The lines from the start of the records through the one containing "Hash, PartialOrd, Ord)]" are to be restated word for word; please include both ends.

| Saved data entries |
*** Block opens ***

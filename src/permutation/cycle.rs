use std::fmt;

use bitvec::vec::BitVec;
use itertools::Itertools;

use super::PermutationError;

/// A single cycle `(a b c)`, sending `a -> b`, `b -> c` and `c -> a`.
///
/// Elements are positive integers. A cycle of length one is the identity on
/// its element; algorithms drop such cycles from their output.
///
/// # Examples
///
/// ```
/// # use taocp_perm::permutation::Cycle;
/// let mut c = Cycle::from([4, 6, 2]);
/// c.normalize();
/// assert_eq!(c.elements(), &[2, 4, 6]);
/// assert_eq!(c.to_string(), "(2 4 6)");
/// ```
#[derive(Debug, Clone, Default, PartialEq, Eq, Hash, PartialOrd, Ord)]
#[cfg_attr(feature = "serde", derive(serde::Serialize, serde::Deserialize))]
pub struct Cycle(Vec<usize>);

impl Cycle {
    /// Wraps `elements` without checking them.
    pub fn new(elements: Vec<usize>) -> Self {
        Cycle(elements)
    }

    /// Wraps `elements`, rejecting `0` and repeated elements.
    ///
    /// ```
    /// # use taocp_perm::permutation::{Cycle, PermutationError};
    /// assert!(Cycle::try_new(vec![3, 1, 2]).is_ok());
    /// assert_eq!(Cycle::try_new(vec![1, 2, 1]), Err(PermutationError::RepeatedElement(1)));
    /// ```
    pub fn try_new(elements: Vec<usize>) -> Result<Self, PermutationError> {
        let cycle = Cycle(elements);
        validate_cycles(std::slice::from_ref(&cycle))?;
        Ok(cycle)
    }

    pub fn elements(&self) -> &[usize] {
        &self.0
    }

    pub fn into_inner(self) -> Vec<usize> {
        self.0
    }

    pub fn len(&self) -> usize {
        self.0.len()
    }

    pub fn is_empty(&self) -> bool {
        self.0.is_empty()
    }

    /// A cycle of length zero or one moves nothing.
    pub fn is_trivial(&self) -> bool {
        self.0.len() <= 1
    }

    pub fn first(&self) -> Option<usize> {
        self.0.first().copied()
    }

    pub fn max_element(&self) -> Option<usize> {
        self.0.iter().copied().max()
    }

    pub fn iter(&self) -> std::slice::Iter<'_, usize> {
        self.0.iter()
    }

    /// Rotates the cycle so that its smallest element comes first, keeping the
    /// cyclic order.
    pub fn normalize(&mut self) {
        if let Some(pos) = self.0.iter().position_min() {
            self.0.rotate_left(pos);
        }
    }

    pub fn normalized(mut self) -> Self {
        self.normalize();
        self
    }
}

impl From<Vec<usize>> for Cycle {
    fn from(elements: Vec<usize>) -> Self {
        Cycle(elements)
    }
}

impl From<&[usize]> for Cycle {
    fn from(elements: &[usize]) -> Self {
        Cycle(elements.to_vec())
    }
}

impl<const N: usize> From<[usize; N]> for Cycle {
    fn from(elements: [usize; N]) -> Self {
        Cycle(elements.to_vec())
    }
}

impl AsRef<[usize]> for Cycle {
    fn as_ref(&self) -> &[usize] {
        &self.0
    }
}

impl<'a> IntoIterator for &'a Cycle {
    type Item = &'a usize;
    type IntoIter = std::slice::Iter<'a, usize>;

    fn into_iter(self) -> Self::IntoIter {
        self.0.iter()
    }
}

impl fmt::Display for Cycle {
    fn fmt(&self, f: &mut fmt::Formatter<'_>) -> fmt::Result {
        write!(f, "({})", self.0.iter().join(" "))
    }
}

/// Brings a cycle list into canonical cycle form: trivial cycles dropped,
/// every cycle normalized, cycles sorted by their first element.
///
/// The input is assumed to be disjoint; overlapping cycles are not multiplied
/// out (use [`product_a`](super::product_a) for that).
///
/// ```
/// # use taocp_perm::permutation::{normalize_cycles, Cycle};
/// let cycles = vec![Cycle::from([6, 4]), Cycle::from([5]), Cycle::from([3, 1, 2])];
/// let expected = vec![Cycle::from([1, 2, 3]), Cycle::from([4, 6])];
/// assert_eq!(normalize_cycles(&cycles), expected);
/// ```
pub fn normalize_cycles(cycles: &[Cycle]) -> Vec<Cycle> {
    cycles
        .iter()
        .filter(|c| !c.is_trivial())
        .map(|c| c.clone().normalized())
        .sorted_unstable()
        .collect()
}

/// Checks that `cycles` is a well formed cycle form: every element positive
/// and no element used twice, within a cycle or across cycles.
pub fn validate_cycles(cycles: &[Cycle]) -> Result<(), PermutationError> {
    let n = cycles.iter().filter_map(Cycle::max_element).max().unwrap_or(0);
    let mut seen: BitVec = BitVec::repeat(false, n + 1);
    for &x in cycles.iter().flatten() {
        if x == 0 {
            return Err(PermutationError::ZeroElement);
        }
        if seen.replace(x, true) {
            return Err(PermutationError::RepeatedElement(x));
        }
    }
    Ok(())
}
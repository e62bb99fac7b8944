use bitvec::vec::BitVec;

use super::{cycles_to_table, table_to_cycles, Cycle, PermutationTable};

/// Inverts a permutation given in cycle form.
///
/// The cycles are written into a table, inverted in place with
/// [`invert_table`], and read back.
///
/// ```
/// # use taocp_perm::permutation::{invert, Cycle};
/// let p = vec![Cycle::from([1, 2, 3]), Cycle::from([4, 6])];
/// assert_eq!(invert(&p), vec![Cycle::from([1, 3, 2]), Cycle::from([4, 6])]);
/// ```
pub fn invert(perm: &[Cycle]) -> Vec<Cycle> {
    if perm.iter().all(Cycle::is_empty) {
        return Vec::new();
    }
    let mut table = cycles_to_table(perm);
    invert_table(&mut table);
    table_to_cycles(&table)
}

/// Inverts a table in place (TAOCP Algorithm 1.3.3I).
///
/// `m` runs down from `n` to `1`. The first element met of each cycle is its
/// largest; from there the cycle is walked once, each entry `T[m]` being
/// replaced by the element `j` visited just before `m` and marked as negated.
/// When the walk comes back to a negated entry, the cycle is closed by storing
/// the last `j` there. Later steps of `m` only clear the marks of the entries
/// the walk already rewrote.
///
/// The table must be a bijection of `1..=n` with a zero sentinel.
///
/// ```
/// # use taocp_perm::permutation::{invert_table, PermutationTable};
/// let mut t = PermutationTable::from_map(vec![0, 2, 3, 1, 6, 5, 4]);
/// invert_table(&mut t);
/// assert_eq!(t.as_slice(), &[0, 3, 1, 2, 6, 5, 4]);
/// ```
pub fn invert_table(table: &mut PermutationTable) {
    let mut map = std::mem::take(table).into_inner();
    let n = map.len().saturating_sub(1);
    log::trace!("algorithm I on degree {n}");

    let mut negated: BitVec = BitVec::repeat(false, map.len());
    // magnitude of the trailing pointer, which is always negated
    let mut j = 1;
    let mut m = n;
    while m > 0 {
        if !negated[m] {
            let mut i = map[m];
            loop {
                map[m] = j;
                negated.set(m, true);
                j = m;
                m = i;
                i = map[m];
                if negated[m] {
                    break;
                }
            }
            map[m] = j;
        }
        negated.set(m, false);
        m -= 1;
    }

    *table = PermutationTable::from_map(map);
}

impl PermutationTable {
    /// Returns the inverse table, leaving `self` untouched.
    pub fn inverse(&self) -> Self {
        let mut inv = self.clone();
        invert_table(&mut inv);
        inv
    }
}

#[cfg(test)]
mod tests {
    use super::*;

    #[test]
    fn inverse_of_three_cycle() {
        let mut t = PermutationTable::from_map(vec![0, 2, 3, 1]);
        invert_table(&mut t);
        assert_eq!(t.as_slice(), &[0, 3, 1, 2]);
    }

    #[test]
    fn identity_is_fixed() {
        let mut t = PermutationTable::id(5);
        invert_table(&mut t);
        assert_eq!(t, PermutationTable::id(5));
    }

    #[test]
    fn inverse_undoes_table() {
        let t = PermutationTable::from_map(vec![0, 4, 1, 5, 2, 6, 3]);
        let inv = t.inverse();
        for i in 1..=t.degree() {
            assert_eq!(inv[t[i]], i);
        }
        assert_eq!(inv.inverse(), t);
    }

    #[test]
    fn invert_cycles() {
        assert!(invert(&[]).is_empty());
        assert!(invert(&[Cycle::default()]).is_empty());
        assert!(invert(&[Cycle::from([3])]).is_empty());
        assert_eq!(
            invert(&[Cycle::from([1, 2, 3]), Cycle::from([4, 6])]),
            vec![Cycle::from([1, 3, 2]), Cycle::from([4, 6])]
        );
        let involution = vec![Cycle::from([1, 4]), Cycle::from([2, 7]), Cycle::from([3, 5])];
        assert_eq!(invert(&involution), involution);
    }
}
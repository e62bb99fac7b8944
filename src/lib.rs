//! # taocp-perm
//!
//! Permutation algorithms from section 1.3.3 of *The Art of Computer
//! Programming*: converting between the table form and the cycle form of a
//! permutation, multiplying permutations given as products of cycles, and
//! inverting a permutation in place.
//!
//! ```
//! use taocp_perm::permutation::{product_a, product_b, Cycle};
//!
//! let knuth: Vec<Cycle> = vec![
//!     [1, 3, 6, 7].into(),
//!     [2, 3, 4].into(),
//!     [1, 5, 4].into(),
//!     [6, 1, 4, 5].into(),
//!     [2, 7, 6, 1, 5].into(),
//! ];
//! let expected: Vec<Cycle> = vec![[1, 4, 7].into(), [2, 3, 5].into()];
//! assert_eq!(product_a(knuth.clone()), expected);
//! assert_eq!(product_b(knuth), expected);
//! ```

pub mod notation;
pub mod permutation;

*** Block closes ***

| Reply |
filename src/permutation/cycle.rs
use std::fmt;

use bitvec::vec::BitVec;
use itertools::Itertools;

use super::PermutationError;

/// A single cycle `(a b c)`, sending `a -> b`, `b -> c` and `c -> a`.
///
/// Elements are positive integers. A cycle of length one is the identity on
/// its element; algorithms drop such cycles from their output.
///
/// # Examples
///
/// ```
/// # use taocp_perm::permutation::Cycle;
/// let mut c = Cycle::from([4, 6, 2]);
/// c.normalize();
/// assert_eq!(c.elements(), &[2, 4, 6]);
/// assert_eq!(c.to_string(), "(2 4 6)");
/// ```
#[derive(Debug, Clone, Default, PartialEq, Eq, Hash, PartialOrd, Ord)]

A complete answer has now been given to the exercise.